*** PROVIDED RECORDS Section Begins ***
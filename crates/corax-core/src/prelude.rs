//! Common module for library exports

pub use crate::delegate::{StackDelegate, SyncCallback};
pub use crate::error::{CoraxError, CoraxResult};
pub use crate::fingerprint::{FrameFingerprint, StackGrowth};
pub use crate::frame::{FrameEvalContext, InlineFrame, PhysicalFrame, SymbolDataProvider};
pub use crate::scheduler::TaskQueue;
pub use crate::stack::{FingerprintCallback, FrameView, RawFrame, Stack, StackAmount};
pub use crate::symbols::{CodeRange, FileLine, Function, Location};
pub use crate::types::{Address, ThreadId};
*** PROVIDED RECORDS Section Ends ***
*** PROVIDED RECORDS Section Begins ***
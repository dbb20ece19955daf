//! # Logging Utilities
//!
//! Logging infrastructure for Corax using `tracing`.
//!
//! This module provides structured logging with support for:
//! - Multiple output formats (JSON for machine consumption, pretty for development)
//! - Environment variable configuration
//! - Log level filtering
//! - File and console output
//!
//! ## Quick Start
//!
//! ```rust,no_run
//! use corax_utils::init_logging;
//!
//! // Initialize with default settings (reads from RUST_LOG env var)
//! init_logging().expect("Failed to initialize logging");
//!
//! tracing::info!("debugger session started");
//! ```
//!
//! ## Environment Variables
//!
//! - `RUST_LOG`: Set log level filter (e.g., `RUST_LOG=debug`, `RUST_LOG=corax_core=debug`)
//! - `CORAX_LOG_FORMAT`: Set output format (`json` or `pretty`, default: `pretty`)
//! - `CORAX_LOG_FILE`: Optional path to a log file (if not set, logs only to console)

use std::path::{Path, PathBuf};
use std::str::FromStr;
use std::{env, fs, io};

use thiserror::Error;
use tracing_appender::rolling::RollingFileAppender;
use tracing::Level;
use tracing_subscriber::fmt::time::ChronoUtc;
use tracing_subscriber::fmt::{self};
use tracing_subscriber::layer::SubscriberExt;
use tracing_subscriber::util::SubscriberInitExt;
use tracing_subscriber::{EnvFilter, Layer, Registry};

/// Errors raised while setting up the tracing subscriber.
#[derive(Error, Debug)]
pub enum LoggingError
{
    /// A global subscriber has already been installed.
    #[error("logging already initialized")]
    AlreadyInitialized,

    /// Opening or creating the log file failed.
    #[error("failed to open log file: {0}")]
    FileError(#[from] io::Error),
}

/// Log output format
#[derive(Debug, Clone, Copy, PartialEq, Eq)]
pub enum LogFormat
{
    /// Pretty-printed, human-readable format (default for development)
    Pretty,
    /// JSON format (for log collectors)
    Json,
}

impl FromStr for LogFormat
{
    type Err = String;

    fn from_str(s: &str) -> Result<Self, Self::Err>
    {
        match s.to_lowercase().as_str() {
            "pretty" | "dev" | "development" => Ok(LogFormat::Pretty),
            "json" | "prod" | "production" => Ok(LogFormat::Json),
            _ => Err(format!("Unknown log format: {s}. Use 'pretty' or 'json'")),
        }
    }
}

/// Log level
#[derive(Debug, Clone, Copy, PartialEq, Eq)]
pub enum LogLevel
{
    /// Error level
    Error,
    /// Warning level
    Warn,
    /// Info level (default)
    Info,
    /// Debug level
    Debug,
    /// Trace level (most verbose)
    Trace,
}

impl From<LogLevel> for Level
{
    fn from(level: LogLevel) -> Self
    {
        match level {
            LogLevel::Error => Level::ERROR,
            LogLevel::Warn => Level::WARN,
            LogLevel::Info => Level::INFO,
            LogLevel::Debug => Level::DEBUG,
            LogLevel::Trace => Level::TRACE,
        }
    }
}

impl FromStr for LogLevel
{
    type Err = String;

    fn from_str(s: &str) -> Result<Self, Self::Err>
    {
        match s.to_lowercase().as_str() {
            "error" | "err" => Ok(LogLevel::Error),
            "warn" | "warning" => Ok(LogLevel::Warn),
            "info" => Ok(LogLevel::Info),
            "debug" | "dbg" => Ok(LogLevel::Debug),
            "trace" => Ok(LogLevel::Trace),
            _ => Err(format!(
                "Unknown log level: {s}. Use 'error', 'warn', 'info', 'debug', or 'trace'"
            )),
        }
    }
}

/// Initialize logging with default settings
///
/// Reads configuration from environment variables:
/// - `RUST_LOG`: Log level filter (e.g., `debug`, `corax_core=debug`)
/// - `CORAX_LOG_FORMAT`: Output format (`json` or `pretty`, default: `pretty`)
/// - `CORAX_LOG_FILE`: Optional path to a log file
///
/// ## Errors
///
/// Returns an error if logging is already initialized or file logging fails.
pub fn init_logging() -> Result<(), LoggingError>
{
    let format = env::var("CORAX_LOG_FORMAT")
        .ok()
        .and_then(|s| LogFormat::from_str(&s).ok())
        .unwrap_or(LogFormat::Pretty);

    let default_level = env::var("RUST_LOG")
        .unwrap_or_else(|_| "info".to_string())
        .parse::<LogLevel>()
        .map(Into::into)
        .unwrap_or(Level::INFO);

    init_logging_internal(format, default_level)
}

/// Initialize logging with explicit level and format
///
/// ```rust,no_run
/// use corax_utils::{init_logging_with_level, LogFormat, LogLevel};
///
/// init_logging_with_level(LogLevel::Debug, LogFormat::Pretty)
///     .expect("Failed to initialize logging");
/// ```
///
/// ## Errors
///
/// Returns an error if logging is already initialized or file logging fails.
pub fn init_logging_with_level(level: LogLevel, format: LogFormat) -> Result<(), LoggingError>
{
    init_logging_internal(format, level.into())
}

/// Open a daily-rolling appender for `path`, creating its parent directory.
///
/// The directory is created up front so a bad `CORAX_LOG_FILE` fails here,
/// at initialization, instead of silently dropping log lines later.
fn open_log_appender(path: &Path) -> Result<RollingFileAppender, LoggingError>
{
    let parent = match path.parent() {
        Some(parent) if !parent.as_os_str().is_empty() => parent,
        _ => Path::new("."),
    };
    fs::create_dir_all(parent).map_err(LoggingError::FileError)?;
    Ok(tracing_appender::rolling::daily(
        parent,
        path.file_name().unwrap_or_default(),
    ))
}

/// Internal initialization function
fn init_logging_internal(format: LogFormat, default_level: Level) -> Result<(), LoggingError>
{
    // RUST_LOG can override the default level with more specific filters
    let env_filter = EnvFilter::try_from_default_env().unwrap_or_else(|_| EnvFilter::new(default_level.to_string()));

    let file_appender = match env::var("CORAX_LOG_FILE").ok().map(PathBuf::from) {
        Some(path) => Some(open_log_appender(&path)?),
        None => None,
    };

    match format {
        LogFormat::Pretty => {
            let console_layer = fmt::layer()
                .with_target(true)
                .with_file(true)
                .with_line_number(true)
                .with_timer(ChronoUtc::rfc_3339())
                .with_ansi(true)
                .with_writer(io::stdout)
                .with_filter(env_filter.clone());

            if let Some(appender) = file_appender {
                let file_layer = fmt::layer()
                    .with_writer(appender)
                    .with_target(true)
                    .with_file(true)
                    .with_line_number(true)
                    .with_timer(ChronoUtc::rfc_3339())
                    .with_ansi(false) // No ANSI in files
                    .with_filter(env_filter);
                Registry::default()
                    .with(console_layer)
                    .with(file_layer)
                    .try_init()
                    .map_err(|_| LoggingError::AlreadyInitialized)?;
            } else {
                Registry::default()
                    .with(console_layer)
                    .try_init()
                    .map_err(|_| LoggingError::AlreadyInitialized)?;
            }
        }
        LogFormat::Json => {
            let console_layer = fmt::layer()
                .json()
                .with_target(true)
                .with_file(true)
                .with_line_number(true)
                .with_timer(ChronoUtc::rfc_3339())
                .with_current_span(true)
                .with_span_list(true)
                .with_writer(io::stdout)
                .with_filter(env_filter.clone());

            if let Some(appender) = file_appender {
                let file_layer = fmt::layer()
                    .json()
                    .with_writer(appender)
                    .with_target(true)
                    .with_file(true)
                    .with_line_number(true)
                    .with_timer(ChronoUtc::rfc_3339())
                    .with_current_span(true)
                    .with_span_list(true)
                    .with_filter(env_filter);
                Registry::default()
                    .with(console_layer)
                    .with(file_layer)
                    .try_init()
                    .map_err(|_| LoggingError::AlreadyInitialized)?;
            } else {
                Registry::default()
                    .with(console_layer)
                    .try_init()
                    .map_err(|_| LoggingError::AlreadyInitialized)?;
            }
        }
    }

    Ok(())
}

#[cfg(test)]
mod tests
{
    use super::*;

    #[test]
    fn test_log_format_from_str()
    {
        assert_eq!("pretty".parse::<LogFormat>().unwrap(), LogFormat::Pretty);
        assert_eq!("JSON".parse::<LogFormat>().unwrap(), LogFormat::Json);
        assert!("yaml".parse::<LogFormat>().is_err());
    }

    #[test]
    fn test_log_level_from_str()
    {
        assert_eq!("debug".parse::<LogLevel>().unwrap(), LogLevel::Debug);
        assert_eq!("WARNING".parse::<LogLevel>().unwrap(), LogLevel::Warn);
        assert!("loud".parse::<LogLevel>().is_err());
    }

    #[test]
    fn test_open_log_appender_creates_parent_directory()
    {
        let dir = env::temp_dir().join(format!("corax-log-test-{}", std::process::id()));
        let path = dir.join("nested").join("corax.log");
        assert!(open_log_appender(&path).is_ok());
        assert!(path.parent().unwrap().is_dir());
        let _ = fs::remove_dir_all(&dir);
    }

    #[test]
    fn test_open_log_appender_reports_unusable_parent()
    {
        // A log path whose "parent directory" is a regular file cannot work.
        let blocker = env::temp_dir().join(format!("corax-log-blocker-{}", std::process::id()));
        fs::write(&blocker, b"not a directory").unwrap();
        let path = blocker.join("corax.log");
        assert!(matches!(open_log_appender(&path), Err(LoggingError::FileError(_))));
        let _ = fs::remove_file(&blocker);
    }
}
*** PROVIDED RECORDS Section Ends ***
- **EXERCISE GOAL**
Every line with "creating" in it should be copied from the entries.

- **OUTPUT OF THE TASK**
    /// Opening or creating the log file failed.
/// Open a daily-rolling appender for `path`, creating its parent directory.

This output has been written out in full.